Find every line in the records below that contains "async", and copy it.
═════ Data
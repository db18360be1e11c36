//! Integration tests for registration, login, and sessions.
//!
//! These tests require a running server and migrated database; see the
//! crate docs. Run with `-- --ignored`.

use reqwest::StatusCode;
use serde_json::{Value, json};

use cyna_integration_tests::{base_url, client, unique_email};

#[tokio::test]
#[ignore = "Requires running server"]
async fn test_register_missing_fields_returns_400() {
    let resp = client()
        .post(format!("{}/api/auth/register", base_url()))
        .json(&json!({"email": unique_email("reg"), "password": "long enough pw"}))
        .send()
        .await
        .expect("request failed");

    // first_name/last_name missing: axum rejects the body before the handler
    assert!(
        resp.status() == StatusCode::BAD_REQUEST
            || resp.status() == StatusCode::UNPROCESSABLE_ENTITY
    );
}

#[tokio::test]
#[ignore = "Requires running server"]
async fn test_register_weak_password_returns_400() {
    let resp = client()
        .post(format!("{}/api/auth/register", base_url()))
        .json(&json!({
            "email": unique_email("weak"),
            "password": "short",
            "first_name": "Test",
            "last_name": "User"
        }))
        .send()
        .await
        .expect("request failed");

    assert_eq!(resp.status(), StatusCode::BAD_REQUEST);
}

#[tokio::test]
#[ignore = "Requires running server"]
async fn test_register_then_login_round_trip() {
    let http = client();
    let email = unique_email("login");

    let resp = http
        .post(format!("{}/api/auth/register", base_url()))
        .json(&json!({
            "email": email,
            "password": "correct horse battery",
            "first_name": "Test",
            "last_name": "User"
        }))
        .send()
        .await
        .expect("request failed");
    assert_eq!(resp.status(), StatusCode::CREATED);

    let resp = http
        .post(format!("{}/api/sessions", base_url()))
        .json(&json!({"email": email, "password": "correct horse battery"}))
        .send()
        .await
        .expect("request failed");
    assert_eq!(resp.status(), StatusCode::CREATED);

    let resp = http
        .get(format!("{}/api/sessions/current", base_url()))
        .send()
        .await
        .expect("request failed");
    assert_eq!(resp.status(), StatusCode::OK);

    let body: Value = resp.json().await.expect("invalid json");
    assert_eq!(body["email"], email);
    assert_eq!(body["role"], "client");
}

#[tokio::test]
#[ignore = "Requires running server"]
async fn test_duplicate_registration_returns_409() {
    let http = client();
    let email = unique_email("dup");
    let body = json!({
        "email": email,
        "password": "correct horse battery",
        "first_name": "Test",
        "last_name": "User"
    });

    let first = http
        .post(format!("{}/api/auth/register", base_url()))
        .json(&body)
        .send()
        .await
        .expect("request failed");
    assert_eq!(first.status(), StatusCode::CREATED);

    let second = http
        .post(format!("{}/api/auth/register", base_url()))
        .json(&body)
        .send()
        .await
        .expect("request failed");
    assert_eq!(second.status(), StatusCode::CONFLICT);
}

#[tokio::test]
#[ignore = "Requires running server"]
async fn test_login_wrong_password_returns_401() {
    let http = client();
    let email = unique_email("wrongpw");

    http.post(format!("{}/api/auth/register", base_url()))
        .json(&json!({
            "email": email,
            "password": "correct horse battery",
            "first_name": "Test",
            "last_name": "User"
        }))
        .send()
        .await
        .expect("request failed");

    let resp = http
        .post(format!("{}/api/sessions", base_url()))
        .json(&json!({"email": email, "password": "not the password"}))
        .send()
        .await
        .expect("request failed");

    assert_eq!(resp.status(), StatusCode::UNAUTHORIZED);
}

#[tokio::test]
#[ignore = "Requires running server"]
async fn test_current_session_without_login_returns_401() {
    let resp = client()
        .get(format!("{}/api/sessions/current", base_url()))
        .send()
        .await
        .expect("request failed");

    assert_eq!(resp.status(), StatusCode::UNAUTHORIZED);
}

#[tokio::test]
#[ignore = "Requires running server"]
async fn test_password_reset_request_always_200() {
    let resp = client()
        .post(format!("{}/api/auth/password-reset/request", base_url()))
        .json(&json!({"email": unique_email("ghost")}))
        .send()
        .await
        .expect("request failed");

    assert_eq!(resp.status(), StatusCode::OK);
}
══════════
[Written response]
async fn test_register_missing_fields_returns_400() {
async fn test_register_weak_password_returns_400() {
async fn test_register_then_login_round_trip() {
async fn test_duplicate_registration_returns_409() {
async fn test_login_wrong_password_returns_401() {
async fn test_current_session_without_login_returns_401() {
async fn test_password_reset_request_always_200() {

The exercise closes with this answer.